Capesizes made headlines for yet another time

Seasonality is historically favourable during the first half of the fourth quarter but its dynamic usually fades towards the end of the year.


By Michalis Voutsinas

Capesizes made headlines for yet another time. However, this week, it was not because of the meteoric rise of Baltic Capesize indices but rather their steep fall. Justifying once again its reputation of being highly volatile, the leading Capesize index has managed to increase its value from $21,645 to $31,089 daily and then fall back to $18,461 daily in less than one trading month. Losing some 37.4 percent of its daily average within the last five trading days, the capricious Capesize segment hard-landed this Friday at $18,461 daily. In sync, iron ore futures trading was rather dull in early trade on Friday as investors weighed China's stepped-up fiscal support against near-term demand prospects. In fact, concerns about Chinese steel mills' further reducing production to comply with emission control protocols and to minimise losses amid weak sales, capped weekly gains for iron ore spurred by Beijing's additional fiscal stimulus. Trending mostly sideways, Panamax segment concluded this week at $14,448 daily. With mineral Transatlantic rates correcting downward and ECSA FHs losing some steam, the respective Baltic indices were mainly the only ones in the red. After touching multi-month highs last week, both Supramaxes and Handies took a breather during the forty-third trading week, laying today at $13,024 and $12,080 daily respectively.

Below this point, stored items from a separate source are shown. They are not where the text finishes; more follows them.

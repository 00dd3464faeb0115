//! Authorization middleware for protected routes.
//!
//! Hands the raw `Authorization` header to the [`Gateway`] and, on grant,
//! injects the verified claims into request extensions.

use crate::errors::Denial;
use crate::services::Gateway;
use axum::{
    extract::{Request, State},
    http::header::AUTHORIZATION,
    middleware::Next,
    response::IntoResponse,
};
use std::sync::Arc;
use tracing::instrument;

/// State for the authorization middleware.
#[derive(Clone)]
pub struct AuthState {
    pub gateway: Arc<Gateway>,
}

/// Gate a route behind bearer token verification.
///
/// # Response
///
/// - 401 with `WWW-Authenticate` for header and token faults
/// - 503 when the issuer's key cannot be obtained
/// - Otherwise the inner handler runs with
///   [`VerifiedClaims`](crate::auth::VerifiedClaims) in extensions
#[instrument(skip(state, req, next), name = "rp.middleware.auth")]
pub async fn require_auth(
    State(state): State<Arc<AuthState>>,
    mut req: Request,
    next: Next,
) -> Result<impl IntoResponse, Denial> {
    let raw_header = match req.headers().get(AUTHORIZATION) {
        None => None,
        Some(value) => Some(value.to_str().map_err(|_| {
            tracing::debug!(target: "rp.middleware.auth", "Authorization header is not visible ASCII");
            Denial::MalformedHeader
        })?),
    };

    let claims = state.gateway.authorize(raw_header).await.into_result()?;

    req.extensions_mut().insert(claims);

    Ok(next.run(req).await)
}
//! Optional TTL cache in front of a [`TrustResolver`].
//!
//! The baseline gateway fetches the issuer key on every request. When
//! `TRUST_CACHE_TTL_SECONDS` is set, the resolver is wrapped in a
//! [`CachedTrustResolver`] which keeps the last key per issuer for the TTL.
//!
//! # Staleness
//!
//! - A cached key is served for at most `ttl` after it was fetched
//! - An expired entry is never served, even if the refresh fails
//! - `invalidate()` drops the entry so the next resolve hits the issuer

use crate::auth::trust::{TrustError, TrustMaterial, TrustResolver};
use crate::observability::metrics::record_trust_cache;
use async_trait::async_trait;
use std::collections::HashMap;
use std::sync::Arc;
use std::time::{Duration, Instant};
use tokio::sync::RwLock;
use tracing::instrument;

/// Cached trust material with expiry time.
struct CachedTrust {
    material: TrustMaterial,

    /// When this cache entry expires.
    expires_at: Instant,
}

/// Trust resolver that caches the inner resolver's material per issuer.
pub struct CachedTrustResolver {
    inner: Arc<dyn TrustResolver>,

    /// Entries keyed by issuer identifier.
    cache: RwLock<HashMap<String, CachedTrust>>,

    ttl: Duration,
}

impl CachedTrustResolver {
    /// Wrap `inner` with a cache whose entries live for `ttl`.
    pub fn new(inner: Arc<dyn TrustResolver>, ttl: Duration) -> Self {
        Self {
            inner,
            cache: RwLock::new(HashMap::new()),
            ttl,
        }
    }

    async fn lookup(&self) -> Option<TrustMaterial> {
        let cache = self.cache.read().await;
        cache
            .get(self.inner.issuer())
            .filter(|cached| cached.expires_at > Instant::now())
            .map(|cached| cached.material.clone())
    }
}

#[async_trait]
impl TrustResolver for CachedTrustResolver {
    #[instrument(skip(self), name = "rp.auth.trust_cache.resolve")]
    async fn resolve_trust(&self) -> Result<TrustMaterial, TrustError> {
        if let Some(material) = self.lookup().await {
            tracing::debug!(target: "rp.auth.trust_cache", "Trust cache hit");
            record_trust_cache("hit");
            return Ok(material.cached());
        }

        record_trust_cache("miss");

        // Drop any expired entry before going to the issuer so a failed
        // refresh cannot leave stale material behind.
        {
            let mut cache = self.cache.write().await;
            cache.remove(self.inner.issuer());
        }

        let material = self.inner.resolve_trust().await?;

        let mut cache = self.cache.write().await;
        cache.insert(
            self.inner.issuer().to_string(),
            CachedTrust {
                material: material.clone(),
                expires_at: Instant::now() + self.ttl,
            },
        );

        tracing::info!(
            target: "rp.auth.trust_cache",
            ttl_seconds = self.ttl.as_secs(),
            "Trust cache refreshed"
        );

        Ok(material)
    }

    async fn invalidate(&self) {
        let mut cache = self.cache.write().await;
        if cache.remove(self.inner.issuer()).is_some() {
            tracing::info!(target: "rp.auth.trust_cache", "Trust cache invalidated");
        }
    }

    fn issuer(&self) -> &str {
        self.inner.issuer()
    }
}
//! Observability for the relying-party gateway.
//!
//! Provides metric definitions and the Prometheus recorder setup.

pub mod metrics;
//! JWT utilities shared by the relying-party gateway.
//!
//! This module provides the token checks that sit around signature
//! verification:
//! - Size limits for DoS prevention
//! - Structural pre-checks (three base64url segments, JSON header)
//! - Clock skew constants
//! - `exp`, `nbf` and `iat` validation with explicit tolerance
//!
//! # Security
//!
//! - Tokens are size-checked BEFORE parsing (DoS prevention)
//! - Time claims are validated against an explicit, bounded clock skew
//!   rather than a library default
//!
//! # Usage
//!
//! ```rust,ignore
//! use common::jwt::{check_token_structure, validate_exp_at, DEFAULT_CLOCK_SKEW};
//!
//! // Reject oversized or structurally broken tokens before any crypto
//! check_token_structure(token)?;
//!
//! // After signature verification, enforce expiry
//! validate_exp_at(claims.exp, DEFAULT_CLOCK_SKEW, now)?;
//! ```

use base64::{engine::general_purpose::URL_SAFE_NO_PAD, Engine};
use std::time::Duration;
use thiserror::Error;

// =============================================================================
// Constants
// =============================================================================

/// Maximum allowed JWT size in bytes (8KB).
///
/// JWTs larger than this size are rejected BEFORE any base64 decoding or
/// RSA signature verification.
///
/// - An RS256 token with `sub`, `role`, `exp`, `iss` is ~600 bytes
/// - 8KB leaves room for larger issuer-defined claims
pub const MAX_JWT_SIZE_BYTES: usize = 8192; // 8KB

/// Default clock skew tolerance for time claims (5 seconds).
///
/// A token whose `exp` lies up to this many seconds in the past is still
/// accepted. The same tolerance applies to `nbf` and `iat` in the future.
pub const DEFAULT_CLOCK_SKEW: Duration = Duration::from_secs(5);

/// Maximum allowed clock skew tolerance (5 minutes).
///
/// Configuration above this bound is rejected at startup.
pub const MAX_CLOCK_SKEW: Duration = Duration::from_secs(300);

// =============================================================================
// Error Types
// =============================================================================

/// Errors that can occur while checking a JWT outside of signature
/// verification.
#[derive(Error, Debug, Clone, PartialEq, Eq)]
pub enum JwtValidationError {
    /// Token size exceeds maximum allowed.
    #[error("token exceeds maximum size of {} bytes", MAX_JWT_SIZE_BYTES)]
    TokenTooLarge,

    /// Token is not three dot-separated segments with a decodable header.
    #[error("token is not a well-formed JWT: {0}")]
    MalformedToken(String),

    /// Token `exp` claim is in the past beyond the clock skew.
    #[error("token has expired")]
    Expired,

    /// Token `nbf` claim is in the future beyond the clock skew.
    #[error("token is not yet valid")]
    NotYetValid,

    /// Token `iat` claim is too far in the future.
    #[error("token issued-at time is in the future")]
    IatTooFarInFuture,
}

// =============================================================================
// Functions
// =============================================================================

/// Check the size and outer structure of a JWT without verifying it.
///
/// Enforces [`MAX_JWT_SIZE_BYTES`], exactly three dot-separated segments,
/// and a header segment that is base64url-encoded JSON. Signature and
/// payload are checked by the verifier afterwards.
///
/// # Errors
///
/// - `TokenTooLarge` - Token exceeds size limit
/// - `MalformedToken` - Wrong segment count, bad base64url, or non-JSON header
pub fn check_token_structure(token: &str) -> Result<(), JwtValidationError> {
    // Check token size first (DoS prevention)
    if token.len() > MAX_JWT_SIZE_BYTES {
        tracing::debug!(
            target: "common.jwt",
            token_size = token.len(),
            max_size = MAX_JWT_SIZE_BYTES,
            "Token rejected: size exceeds maximum allowed"
        );
        return Err(JwtValidationError::TokenTooLarge);
    }

    let parts: Vec<&str> = token.split('.').collect();
    if parts.len() != 3 {
        tracing::debug!(
            target: "common.jwt",
            parts = parts.len(),
            "Token rejected: invalid JWT format"
        );
        return Err(JwtValidationError::MalformedToken(format!(
            "expected 3 segments, got {}",
            parts.len()
        )));
    }

    let header_part = parts
        .first()
        .ok_or_else(|| JwtValidationError::MalformedToken("missing header".to_string()))?;
    let header_bytes = URL_SAFE_NO_PAD.decode(header_part).map_err(|e| {
        tracing::debug!(target: "common.jwt", error = %e, "Failed to decode JWT header base64");
        JwtValidationError::MalformedToken("header is not base64url".to_string())
    })?;

    let header: serde_json::Value = serde_json::from_slice(&header_bytes).map_err(|e| {
        tracing::debug!(target: "common.jwt", error = %e, "Failed to parse JWT header JSON");
        JwtValidationError::MalformedToken("header is not JSON".to_string())
    })?;

    if !header.is_object() {
        return Err(JwtValidationError::MalformedToken(
            "header is not a JSON object".to_string(),
        ));
    }

    Ok(())
}

/// Deterministic `exp` validation against an explicit `now` timestamp.
///
/// A token is live while `exp + clock_skew > now`. A token without `exp`
/// never expires.
///
/// # Errors
///
/// Returns `JwtValidationError::Expired` if `exp + clock_skew <= now`.
pub fn validate_exp_at(
    exp: Option<i64>,
    clock_skew: Duration,
    now: i64,
) -> Result<(), JwtValidationError> {
    let Some(exp) = exp else {
        return Ok(());
    };

    let clock_skew_secs = skew_secs(clock_skew);
    if exp.saturating_add(clock_skew_secs) <= now {
        tracing::debug!(
            target: "common.jwt",
            exp = exp,
            now = now,
            clock_skew_secs = clock_skew_secs,
            "Token rejected: expired"
        );
        return Err(JwtValidationError::Expired);
    }

    Ok(())
}

/// Deterministic `nbf` validation against an explicit `now` timestamp.
///
/// # Errors
///
/// Returns `JwtValidationError::NotYetValid` if `nbf > now + clock_skew`.
pub fn validate_nbf_at(
    nbf: Option<i64>,
    clock_skew: Duration,
    now: i64,
) -> Result<(), JwtValidationError> {
    let Some(nbf) = nbf else {
        return Ok(());
    };

    if nbf > now.saturating_add(skew_secs(clock_skew)) {
        tracing::debug!(target: "common.jwt", nbf = nbf, now = now, "Token rejected: not yet valid");
        return Err(JwtValidationError::NotYetValid);
    }

    Ok(())
}

/// Deterministic `iat` validation against an explicit `now` timestamp.
///
/// Rejects tokens that claim to be issued in the future, which indicates
/// pre-generated tokens or badly skewed issuer clocks.
///
/// # Errors
///
/// Returns `JwtValidationError::IatTooFarInFuture` if `iat > now + clock_skew`.
pub fn validate_iat_at(
    iat: Option<i64>,
    clock_skew: Duration,
    now: i64,
) -> Result<(), JwtValidationError> {
    let Some(iat) = iat else {
        return Ok(());
    };

    let clock_skew_secs = skew_secs(clock_skew);
    let max_iat = now.saturating_add(clock_skew_secs);

    if iat > max_iat {
        tracing::debug!(
            target: "common.jwt",
            iat = iat,
            now = now,
            max_allowed = max_iat,
            clock_skew_secs = clock_skew_secs,
            "Token rejected: iat too far in the future"
        );
        return Err(JwtValidationError::IatTooFarInFuture);
    }

    Ok(())
}

/// Clock skew in whole seconds, saturating on absurd inputs.
fn skew_secs(clock_skew: Duration) -> i64 {
    i64::try_from(clock_skew.as_secs()).unwrap_or(i64::MAX)
}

October has been a fruitful trading month for the Capesizes, with the TCA surpassing the $30,000 mark for the first time over the last seventeen months. In tandem, freight rates for iron ore from both Brazil and Australia to China have increased materially during the same period, with the former pushing to over $26 per tonne and the latter advancing towards $11 per tonne. Fanning the flames of an already robust sentiment, iron ore stocks at the major Chinese ports touched multi-year minima in mid October. In fact, portside inventories slid to 105.2 million tonnes as of October 13, down nearly 20 percent year-on-year, and the lowest level since October 2016, data from consultancy Steelhome showed. However, the last couple of weeks, supported by increased China-bound iron ore cargoes, piles of rich in iron oxides ore grew in size. In fact, inventories of imported iron ore at China's 45 major ports included in Mysteel's weekly survey have grown for the second week in a row to 111.4 million tonnes by October 26, up by another 956,500 tonnes or 0.9 percent from last Thursday.

Whilst iron ore port stocks seem to have reversed the previous period downward trend during the last two weeks, China's crude steel output fell 5 percent in September from August, according to official data. The world's largest steel producer churned out 82.11 million metric tonnes of the ferrous metal last month, extending falls for the third consecutive month from 86.41 million tonnes in August, and 90.8 million tonnes in July, data from the National Bureau of Statistics (NBS) showed. In the first three quarters, China's crude steel production reached 795 million metric tonnes, up 1.7 percent year-on-year. On the other hand, crude steel consumption amounted to 731 million tonnes, down 1.5 percent year-on-year." The contraction in steel consumption owes much to the slowdown in new-home construction," according to the vice chairman of China’s Iron and Steel Association, Jiang Wei. He further stressed that "the structure of China's steel industry improved during the last three quarters, as the demand for high-end steel continued to increase in sectors such as shipbuilding, auto manufacturing, home appliance, and photovoltaic power. The exports of high-value-added steel products also gained a greater share in the country's total exports." Looking forward, Jiang said that "steel demand will very likely pick up, thanks to brisker manufacturing activities, the rapid growth of new energy industries and the supporting role of infrastructure."

In spite of the positive tone in China’s Iron and Steel Association comments, the northern Chinese city of Tangshan, China's top steel production hub, will launch a level-2 emergency response from Friday amid a forecast of heavy air pollution raising concerns for the short-term outlook. As for dry bulk shipping, seasonality is historically favourable during the first half of the fourth quarter but its dynamic usually fades towards the end of the year.